Well that, I thought, was puzzling indeed. No blood on the dead woman … but a hankie stained with it in Eleanora’s basket. What could one make of it?
I could hear, in the adjoining gardens, the voices of the Monteverdis, carried by the cool currents of clear air. A shriek of childish laughter, followed by Gianni’s voice, told me that uncle was teasing niece, and I had to smile. I must tell Gianni, I thought, that they made a charming couple, he and Eleanora. Looking up, I saw the Principe sitting at the window on the upper story of the villa: he was communing with some bird or other in the branches of a tree which was close enough to sweep the house. The bird would cheep and then the Principe would answer it. I thought it was very touching, that while the rest of his family was gathered for their
apertivi
down below he was playing a child’s game.
“Let’s move our chairs a bit,” Elizabeth said. “So we get the last of the sun. If you were raised in England, you’d appreciate the value of the sun. Let me help you.”
“No, let me do it.” I pulled the chairs out from under the sheltering umbrella and felt the sun scorching my face. I agreed with Elizabeth. If you were raised in smoggy Manhattan you also appreciated the value of the sun.
“Isn’t that lovely,” she said.
“Yes, wonderful.”
“Buona sera,”
I heard someone say next door, and recognized Benedetto’s voice. Evidently he had just returned from his daily stint at La Nazione and was joining his family. I heard answering greetings, and Eleanora’s delighted screech.
“Papa!”
“Yes,” Elizabeth said suddenly, turning to look at me. “I do so envy them. A close family.”
I thought of her, now that Mercedes was dead, sitting there night after night, listening to the sounds of affection, coveting the ties that bound lives together.
Oh, poor Elizabeth …
“Well, I must rouse myself,” she said, after a long, companionable silence. “I daresay you’re hungry and so am I.”
Eleanora, peering through the gate, waved a tentative hand. Elizabeth waved back. “Come say hello to us, Nora.”
Nothing loath, the little girl skipped across the grass. “I must go to bed soon,” she confided. “I wanted to say good night.”
“That was nice of you,” Elizabeth said. “Did you have a pleasant day?”
“Like all the other days,” she said, with an innocent wisdom. “Did you?”
Both Elizabeth and I agreed that our day had been fine, and then Gianni walked through the gate. He came toward us, looking splendid, lean and handsome in white pants, a shirt half unbuttoned and an orange handkerchief stuck in the pocket of his shirt. I thought he looked rather Neopolitan, or what I imagined to be Neopolitan. He looked me up and down, in my “little” dress that had cost a good bit of money at Saks, and smiled dazlingly.

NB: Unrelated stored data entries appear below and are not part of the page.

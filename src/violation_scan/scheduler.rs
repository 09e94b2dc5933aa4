//! Scan scheduler
//!
//! Runs one cycle immediately on start, then one per interval. A cycle
//! that fails or panics is logged and the loop keeps ticking.

use super::orchestrator::ZoneScanOrchestrator;
use futures::FutureExt;
use std::panic::AssertUnwindSafe;
use std::sync::Arc;
use std::time::Duration;
use tokio::sync::Mutex;
use tokio::task::JoinHandle;
use tokio_util::sync::CancellationToken;

struct RunningLoop {
    cancel: CancellationToken,
    task: JoinHandle<()>,
}

pub struct ScanScheduler {
    orchestrator: Arc<ZoneScanOrchestrator>,
    interval: Duration,
    state: Mutex<Option<RunningLoop>>,
}

impl ScanScheduler {
    pub fn new(orchestrator: Arc<ZoneScanOrchestrator>, interval: Duration) -> Self {
        Self {
            orchestrator,
            interval,
            state: Mutex::new(None),
        }
    }

    /// Spawn the loop; `false` if it was already running
    pub async fn start(&self) -> bool {
        let mut state = self.state.lock().await;
        if state.is_some() {
            tracing::debug!("Scan scheduler already running");
            return false;
        }

        let cancel = CancellationToken::new();
        let task = tokio::spawn(run_loop(
            Arc::clone(&self.orchestrator),
            self.interval,
            cancel.clone(),
        ));
        *state = Some(RunningLoop { cancel, task });

        tracing::info!(interval_secs = self.interval.as_secs(), "Scan scheduler started");
        true
    }

    /// Cancel the loop and wait for it to finish; `false` if it was not running
    pub async fn stop(&self) -> bool {
        let mut state = self.state.lock().await;
        let Some(running) = state.take() else {
            return false;
        };

        running.cancel.cancel();
        if let Err(e) = running.task.await {
            tracing::error!(error = %e, "Scan loop terminated abnormally");
        }

        tracing::info!("Scan scheduler stopped");
        true
    }

    pub async fn is_running(&self) -> bool {
        self.state.lock().await.is_some()
    }
}

async fn run_loop(
    orchestrator: Arc<ZoneScanOrchestrator>,
    interval: Duration,
    cancel: CancellationToken,
) {
    loop {
        tokio::select! {
            _ = cancel.cancelled() => break,
            outcome = AssertUnwindSafe(orchestrator.run_cycle()).catch_unwind() => match outcome {
                Ok(Ok(_)) => {}
                Ok(Err(e)) => tracing::error!(error = %e, "Scan cycle failed"),
                Err(_) => tracing::error!("Scan cycle panicked"),
            },
        }

        tokio::select! {
            _ = cancel.cancelled() => break,
            _ = tokio::time::sleep(interval) => {}
        }
    }
    tracing::debug!("Scan loop exited");
}
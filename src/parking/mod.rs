//! Parking - Domain Types and Collaborators
//!
//! ## Responsibilities
//!
//! - Zone / place / booking / violation types used by the scanner
//! - Repository traits the scanner consumes
//! - Postgres store (production) and in-memory store (tests)

mod memory;
mod repository;
mod types;

pub use memory::InMemoryParkingStore;
pub use repository::{
    BookingRepository, CameraRepository, PgParkingStore, PlaceRepository, ViolationRepository,
    ZoneRepository,
};
pub use types::*;
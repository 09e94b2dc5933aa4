//! Parking domain types
//!
//! Zones, places, bookings and violations as seen by the scanner

use chrono::{DateTime, Utc};
use serde::{Deserialize, Serialize};
use sqlx::FromRow;
use std::collections::HashSet;

pub type ZoneId = i32;
pub type PlaceId = i32;

/// Parking zone
#[derive(Debug, Clone, Serialize, Deserialize, FromRow)]
pub struct Zone {
    pub id: ZoneId,
    pub name: String,
    /// Last time the scanner finished with this zone
    pub last_checked_at: Option<DateTime<Utc>>,
}

/// Place outline inside the zone image, `[[x, y], ...]`
#[derive(Debug, Clone, Default, PartialEq, Serialize, Deserialize)]
#[serde(transparent)]
pub struct Polygon(pub Vec<[f64; 2]>);

impl Polygon {
    pub fn is_empty(&self) -> bool {
        self.0.is_empty()
    }
}

/// Place with the polygon used for cropping
#[derive(Debug, Clone, Serialize, Deserialize)]
pub struct PlaceLocation {
    pub place_id: PlaceId,
    pub place_number: i32,
    pub location: Polygon,
}

/// Places to examine in one zone for one cycle; never cached across cycles
#[derive(Debug, Clone)]
pub struct ZoneSnapshot {
    pub zone: Zone,
    pub places: Vec<PlaceLocation>,
}

/// Booking of a place
#[derive(Debug, Clone, Serialize, Deserialize, FromRow)]
pub struct Booking {
    pub id: i32,
    pub place_id: PlaceId,
    pub start_time: DateTime<Utc>,
    pub end_time: Option<DateTime<Utc>>,
}

impl Booking {
    /// Active iff `start <= now <= end`, or open-ended and `start <= now`
    pub fn is_active_at(&self, now: DateTime<Utc>) -> bool {
        match self.end_time {
            Some(end) => self.start_time <= now && now <= end,
            None => self.start_time <= now,
        }
    }
}

/// Places with a booking active at scan time
#[derive(Debug, Clone, Default)]
pub struct BookedPlaceSet(HashSet<PlaceId>);

impl BookedPlaceSet {
    pub fn collect(bookings: &[Booking], now: DateTime<Utc>) -> Self {
        Self(
            bookings
                .iter()
                .filter(|b| b.is_active_at(now))
                .map(|b| b.place_id)
                .collect(),
        )
    }

    pub fn contains(&self, place_id: PlaceId) -> bool {
        self.0.contains(&place_id)
    }

    pub fn len(&self) -> usize {
        self.0.len()
    }
}

/// Stored violation
#[derive(Debug, Clone, Serialize, Deserialize, FromRow)]
pub struct ViolationRecord {
    pub id: i32,
    pub place_id: PlaceId,
    pub car_number: String,
    pub timestamp: DateTime<Utc>,
}

/// Violation to create
#[derive(Debug, Clone)]
pub struct NewViolation {
    pub place_id: PlaceId,
    pub car_number: String,
    pub timestamp: DateTime<Utc>,
}

/// Place status written by the scanner
#[derive(Debug, Clone, Copy, PartialEq, Eq, Serialize, Deserialize)]
#[serde(rename_all = "snake_case")]
pub enum PlaceStatus {
    Free,
    Occupied,
}

impl PlaceStatus {
    /// Row id in `place_statuses`
    pub fn status_id(self) -> i32 {
        match self {
            PlaceStatus::Free => 1,
            PlaceStatus::Occupied => 2,
        }
    }
}

/// Snapshot reference from one zone camera
#[derive(Debug, Clone, Serialize, Deserialize, FromRow)]
pub struct CameraSnapshot {
    pub camera_id: i32,
    pub image_url: Option<String>,
}

/// Normalized occupancy class
#[derive(Debug, Clone, Copy, PartialEq, Eq, Serialize, Deserialize)]
#[serde(rename_all = "snake_case")]
pub enum OccupancyClass {
    Occupied,
    Free,
    Unknown,
}

impl OccupancyClass {
    /// Single normalization point for detector labels (case and whitespace insensitive).
    /// The detector reports either English or Russian labels.
    pub fn normalize(raw: &str) -> Self {
        match raw.trim().to_lowercase().as_str() {
            "occupied" | "busy" | "taken" | "занято" => OccupancyClass::Occupied,
            "free" | "empty" | "vacant" | "свободно" => OccupancyClass::Free,
            _ => OccupancyClass::Unknown,
        }
    }
}

/// One place's classification for one cycle
#[derive(Debug, Clone, PartialEq, Serialize, Deserialize)]
pub struct DetectionResult {
    pub status: String,
    pub parking_status: String,
    pub plate_number: Option<String>,
}

impl DetectionResult {
    pub fn occupancy(&self) -> OccupancyClass {
        OccupancyClass::normalize(&self.parking_status)
    }

    /// Trimmed, non-empty plate number
    pub fn plate(&self) -> Option<&str> {
        self.plate_number
            .as_deref()
            .map(str::trim)
            .filter(|p| !p.is_empty())
    }
}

I smiled back; a most attractive boy, I was thinking, and had to laugh at the designation. He was several years older than I. I wondered if I was being condescending … or defensive. Because I could feel a kind of pull toward him … and I didn’t want to do what so many American girls did when they went to Europe, namely, fall head over heels with some vagabond lover.
“I’ve come to take you home,” he said to Eleanora. He held out a hand and she took it. “Say good-night,” Gianni ordered.
“Good night, good night …”
“Remember me to your family,” Elizabeth said, her wiry hair tangling in the iron of the chair in which she was sitting. “
Buona notte
, children.”
And then they went off, swishing through the grass, and vanished through the dividing gate. Elizabeth looked over at me. “Gianni has eyes for you,” she said, as if she were telling me that two and two made four.
“He has eyes, I surmise, for lots of girls,” I answered.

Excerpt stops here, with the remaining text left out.